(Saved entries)
'''

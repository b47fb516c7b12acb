//! Weight store
//!
//! Parses the safetensors container exported next to a program description:
//!
//! ```text
//! ┌──────────────┬──────────────────────┬───────────────────────┐
//! │ 8 bytes      │ N bytes              │ raw tensor bytes      │
//! │ header size  │ JSON header (UTF-8)  │ (little endian)       │
//! │ (u64 LE)     │                      │                       │
//! └──────────────┴──────────────────────┴───────────────────────┘
//! ```
//!
//! The header maps each tensor name to `{dtype, shape, data_offsets}`, with
//! offsets relative to the start of the raw section. An optional
//! `__metadata__` entry holds string pairs and is not a tensor.
//!
//! ```rust
//! use rnnr_core::weights::{WeightStore, WeightWriter};
//!
//! # fn main() -> rnnr_core::Result<()> {
//! let bytes = WeightWriter::new().add_f32("bias", &[3], &[0.5, 1.0, 1.5]).to_bytes()?;
//! let store = WeightStore::from_bytes(bytes)?;
//! assert_eq!(&*store.get("bias")?, &[0.5, 1.0, 1.5]);
//! # Ok(())
//! # }
//! ```

use std::collections::{BTreeMap, HashMap};
use std::fmt;
use std::ops::Range;
use std::path::Path;
use std::sync::Arc;

use parking_lot::RwLock;
use serde::{Deserialize, Serialize};

use crate::error::{Error, Result};

const LENGTH_PREFIX_BYTES: usize = 8;
/// Headers above this size are rejected before parsing.
const MAX_HEADER_BYTES: u64 = 100 * 1024 * 1024;
const METADATA_KEY: &str = "__metadata__";

/// Element type tag of a stored tensor
#[derive(Debug, Clone, PartialEq, Eq, Hash)]
pub enum DType {
    F16,
    BF16,
    F32,
    F64,
    I8,
    I16,
    I32,
    I64,
    U8,
    U16,
    U32,
    U64,
    Bool,
    Other(String),
}

impl DType {
    fn parse(tag: &str) -> Self {
        match tag {
            "F16" => DType::F16,
            "BF16" => DType::BF16,
            "F32" => DType::F32,
            "F64" => DType::F64,
            "I8" => DType::I8,
            "I16" => DType::I16,
            "I32" => DType::I32,
            "I64" => DType::I64,
            "U8" => DType::U8,
            "U16" => DType::U16,
            "U32" => DType::U32,
            "U64" => DType::U64,
            "BOOL" => DType::Bool,
            other => DType::Other(other.to_string()),
        }
    }

    pub fn as_str(&self) -> &str {
        match self {
            DType::F16 => "F16",
            DType::BF16 => "BF16",
            DType::F32 => "F32",
            DType::F64 => "F64",
            DType::I8 => "I8",
            DType::I16 => "I16",
            DType::I32 => "I32",
            DType::I64 => "I64",
            DType::U8 => "U8",
            DType::U16 => "U16",
            DType::U32 => "U32",
            DType::U64 => "U64",
            DType::Bool => "BOOL",
            DType::Other(tag) => tag,
        }
    }

    /// Width of one element, unknown for unrecognised tags
    pub fn size_bytes(&self) -> Option<usize> {
        match self {
            DType::I8 | DType::U8 | DType::Bool => Some(1),
            DType::F16 | DType::BF16 | DType::I16 | DType::U16 => Some(2),
            DType::F32 | DType::I32 | DType::U32 => Some(4),
            DType::F64 | DType::I64 | DType::U64 => Some(8),
            DType::Other(_) => None,
        }
    }
}

impl fmt::Display for DType {
    fn fmt(&self, f: &mut fmt::Formatter<'_>) -> fmt::Result {
        f.write_str(self.as_str())
    }
}

/// One entry of the container header
#[derive(Debug, Clone, PartialEq, Eq)]
pub struct TensorRecord {
    pub name: String,
    pub dtype: DType,
    /// Informational; the byte range alone decides what `get` decodes.
    pub shape: Vec<u64>,
    /// Half-open range relative to the start of the raw section
    pub byte_range: Range<usize>,
}

impl TensorRecord {
    pub fn byte_len(&self) -> usize {
        self.byte_range.end - self.byte_range.start
    }

    /// Number of elements implied by the byte range
    pub fn element_count(&self) -> Option<usize> {
        self.dtype.size_bytes().map(|size| self.byte_len() / size)
    }
}

#[derive(Deserialize)]
struct HeaderEntry {
    dtype: String,
    shape: Vec<u64>,
    data_offsets: [u64; 2],
}

/// Parsed weight container with lazily decoded f32 views
pub struct WeightStore {
    bytes: Vec<u8>,
    data_start: usize,
    records: BTreeMap<String, TensorRecord>,
    metadata: BTreeMap<String, String>,
    decoded: RwLock<HashMap<String, Arc<[f32]>>>,
}

impl WeightStore {
    /// Parse a container held in memory
    ///
    /// # Errors
    ///
    /// - `CorruptHeader` when the length prefix or JSON header is unusable,
    ///   when an entry's offsets are reversed, or when a range is not a
    ///   whole number of elements
    /// - `TruncatedData` when a range ends past the raw section
    pub fn from_bytes(bytes: Vec<u8>) -> Result<Self> {
        let prefix: [u8; LENGTH_PREFIX_BYTES] = bytes
            .get(..LENGTH_PREFIX_BYTES)
            .and_then(|prefix| prefix.try_into().ok())
            .ok_or_else(|| Error::CorruptHeader(format!("container is only {} bytes", bytes.len())))?;
        let header_len = u64::from_le_bytes(prefix);
        if header_len > MAX_HEADER_BYTES {
            return Err(Error::CorruptHeader(format!(
                "header length {header_len} exceeds limit {MAX_HEADER_BYTES}"
            )));
        }

        let data_start = LENGTH_PREFIX_BYTES + header_len as usize;
        let header = bytes.get(LENGTH_PREFIX_BYTES..data_start).ok_or_else(|| {
            Error::CorruptHeader(format!(
                "header length {header_len} overruns container of {} bytes",
                bytes.len()
            ))
        })?;

        let entries: BTreeMap<String, serde_json::Value> =
            serde_json::from_slice(header).map_err(|err| Error::CorruptHeader(err.to_string()))?;

        let available = (bytes.len() - data_start) as u64;
        let mut records = BTreeMap::new();
        let mut metadata = BTreeMap::new();
        for (name, value) in entries {
            if name == METADATA_KEY {
                metadata = serde_json::from_value(value)
                    .map_err(|err| Error::CorruptHeader(format!("{METADATA_KEY}: {err}")))?;
                continue;
            }
            let record = parse_record(name, value, available)?;
            records.insert(record.name.clone(), record);
        }

        tracing::debug!(
            tensors = records.len(),
            header_bytes = header_len,
            data_bytes = available,
            "weights_parsed"
        );

        Ok(Self {
            bytes,
            data_start,
            records,
            metadata,
            decoded: RwLock::new(HashMap::new()),
        })
    }

    /// Read and parse a container file
    pub fn from_file(path: impl AsRef<Path>) -> Result<Self> {
        let path = path.as_ref();
        let bytes = std::fs::read(path).map_err(|err| Error::io(path, err))?;
        Self::from_bytes(bytes)
    }

    /// Decode tensor `name` as little-endian f32 values
    ///
    /// Decodes are cached, so repeated calls return the same allocation.
    ///
    /// # Errors
    ///
    /// `UnknownTensor` when absent, `UnsupportedDtype` when not stored as F32.
    pub fn get(&self, name: &str) -> Result<Arc<[f32]>> {
        if let Some(values) = self.decoded.read().get(name) {
            return Ok(Arc::clone(values));
        }

        let record = self.record(name)?;
        if record.dtype != DType::F32 {
            return Err(Error::UnsupportedDtype {
                tensor: name.to_string(),
                dtype: record.dtype.to_string(),
            });
        }

        let values: Arc<[f32]> = self
            .raw(record)
            .chunks_exact(4)
            .map(|chunk| f32::from_le_bytes([chunk[0], chunk[1], chunk[2], chunk[3]]))
            .collect();

        let mut decoded = self.decoded.write();
        Ok(Arc::clone(decoded.entry(name.to_string()).or_insert(values)))
    }

    pub fn record(&self, name: &str) -> Result<&TensorRecord> {
        self.records
            .get(name)
            .ok_or_else(|| Error::UnknownTensor(name.to_string()))
    }

    pub fn contains(&self, name: &str) -> bool {
        self.records.contains_key(name)
    }

    /// Tensor names in sorted order
    pub fn names(&self) -> impl Iterator<Item = &str> {
        self.records.keys().map(String::as_str)
    }

    pub fn records(&self) -> impl Iterator<Item = &TensorRecord> {
        self.records.values()
    }

    pub fn len(&self) -> usize {
        self.records.len()
    }

    pub fn is_empty(&self) -> bool {
        self.records.is_empty()
    }

    /// `__metadata__` pairs, empty when the header has none
    pub fn metadata(&self) -> &BTreeMap<String, String> {
        &self.metadata
    }

    /// Size of the raw tensor section in bytes
    pub fn raw_len(&self) -> usize {
        self.bytes.len() - self.data_start
    }

    fn raw(&self, record: &TensorRecord) -> &[u8] {
        let start = self.data_start + record.byte_range.start;
        let end = self.data_start + record.byte_range.end;
        &self.bytes[start..end]
    }
}

impl fmt::Debug for WeightStore {
    fn fmt(&self, f: &mut fmt::Formatter<'_>) -> fmt::Result {
        f.debug_struct("WeightStore")
            .field("tensors", &self.records.len())
            .field("raw_len", &self.raw_len())
            .field("metadata", &self.metadata)
            .finish()
    }
}

fn parse_record(name: String, value: serde_json::Value, available: u64) -> Result<TensorRecord> {
    let entry: HeaderEntry =
        serde_json::from_value(value).map_err(|err| Error::CorruptHeader(format!("tensor `{name}`: {err}")))?;
    let [start, end] = entry.data_offsets;
    if start > end {
        return Err(Error::CorruptHeader(format!(
            "tensor `{name}`: data_offsets [{start}, {end}] are reversed"
        )));
    }
    if end > available {
        return Err(Error::TruncatedData {
            tensor: name,
            end,
            available,
        });
    }

    let dtype = DType::parse(&entry.dtype);
    if let Some(size) = dtype.size_bytes() {
        if (end - start) % size as u64 != 0 {
            return Err(Error::CorruptHeader(format!(
                "tensor `{name}`: {} bytes is not a multiple of the {dtype} element size",
                end - start
            )));
        }
    }

    Ok(TensorRecord {
        name,
        dtype,
        shape: entry.shape,
        byte_range: start as usize..end as usize,
    })
}

#[derive(Serialize)]
struct WrittenEntry<'a> {
    dtype: &'a str,
    shape: &'a [u64],
    data_offsets: [u64; 2],
}

/// Builder that encodes f32 tensors into the container layout
///
/// Tensors are laid out contiguously in name order. The header is padded
/// with spaces so the raw section starts on an 8-byte boundary.
#[derive(Debug, Default, Clone)]
pub struct WeightWriter {
    tensors: BTreeMap<String, (Vec<u64>, Vec<f32>)>,
    metadata: BTreeMap<String, String>,
}

impl WeightWriter {
    pub fn new() -> Self {
        Self::default()
    }

    /// Add or replace tensor `name`
    pub fn add_f32(mut self, name: impl Into<String>, shape: &[u64], values: &[f32]) -> Self {
        self.tensors.insert(name.into(), (shape.to_vec(), values.to_vec()));
        self
    }

    pub fn with_metadata(mut self, key: impl Into<String>, value: impl Into<String>) -> Self {
        self.metadata.insert(key.into(), value.into());
        self
    }

    pub fn to_bytes(&self) -> Result<Vec<u8>> {
        let mut header = serde_json::Map::new();
        if !self.metadata.is_empty() {
            header.insert(
                METADATA_KEY.to_string(),
                serde_json::to_value(&self.metadata).map_err(|err| Error::CorruptHeader(err.to_string()))?,
            );
        }

        let mut offset = 0u64;
        for (name, (shape, values)) in &self.tensors {
            let len = (values.len() * 4) as u64;
            let entry = WrittenEntry {
                dtype: DType::F32.as_str(),
                shape,
                data_offsets: [offset, offset + len],
            };
            header.insert(
                name.clone(),
                serde_json::to_value(&entry).map_err(|err| Error::CorruptHeader(err.to_string()))?,
            );
            offset += len;
        }

        let mut json = serde_json::to_vec(&header).map_err(|err| Error::CorruptHeader(err.to_string()))?;
        while json.len() % 8 != 0 {
            json.push(b' ');
        }

        let mut bytes = Vec::with_capacity(LENGTH_PREFIX_BYTES + json.len() + offset as usize);
        bytes.extend_from_slice(&(json.len() as u64).to_le_bytes());
        bytes.extend_from_slice(&json);
        for (_, values) in self.tensors.values() {
            bytes.extend(values.iter().flat_map(|value| value.to_le_bytes()));
        }
        Ok(bytes)
    }

    pub fn write_to(&self, path: impl AsRef<Path>) -> Result<()> {
        let path = path.as_ref();
        std::fs::write(path, self.to_bytes()?).map_err(|err| Error::io(path, err))
    }
}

'''

EXERCISE BRIEF
Which lines of the data above contain "when"? Copy each one.

EXERCISE RESULT
    /// - `CorruptHeader` when the length prefix or JSON header is unusable,
    ///   when an entry's offsets are reversed, or when a range is not a
    /// - `TruncatedData` when a range ends past the raw section
    /// `UnknownTensor` when absent, `UnsupportedDtype` when not stored as F32.
    /// `__metadata__` pairs, empty when the header has none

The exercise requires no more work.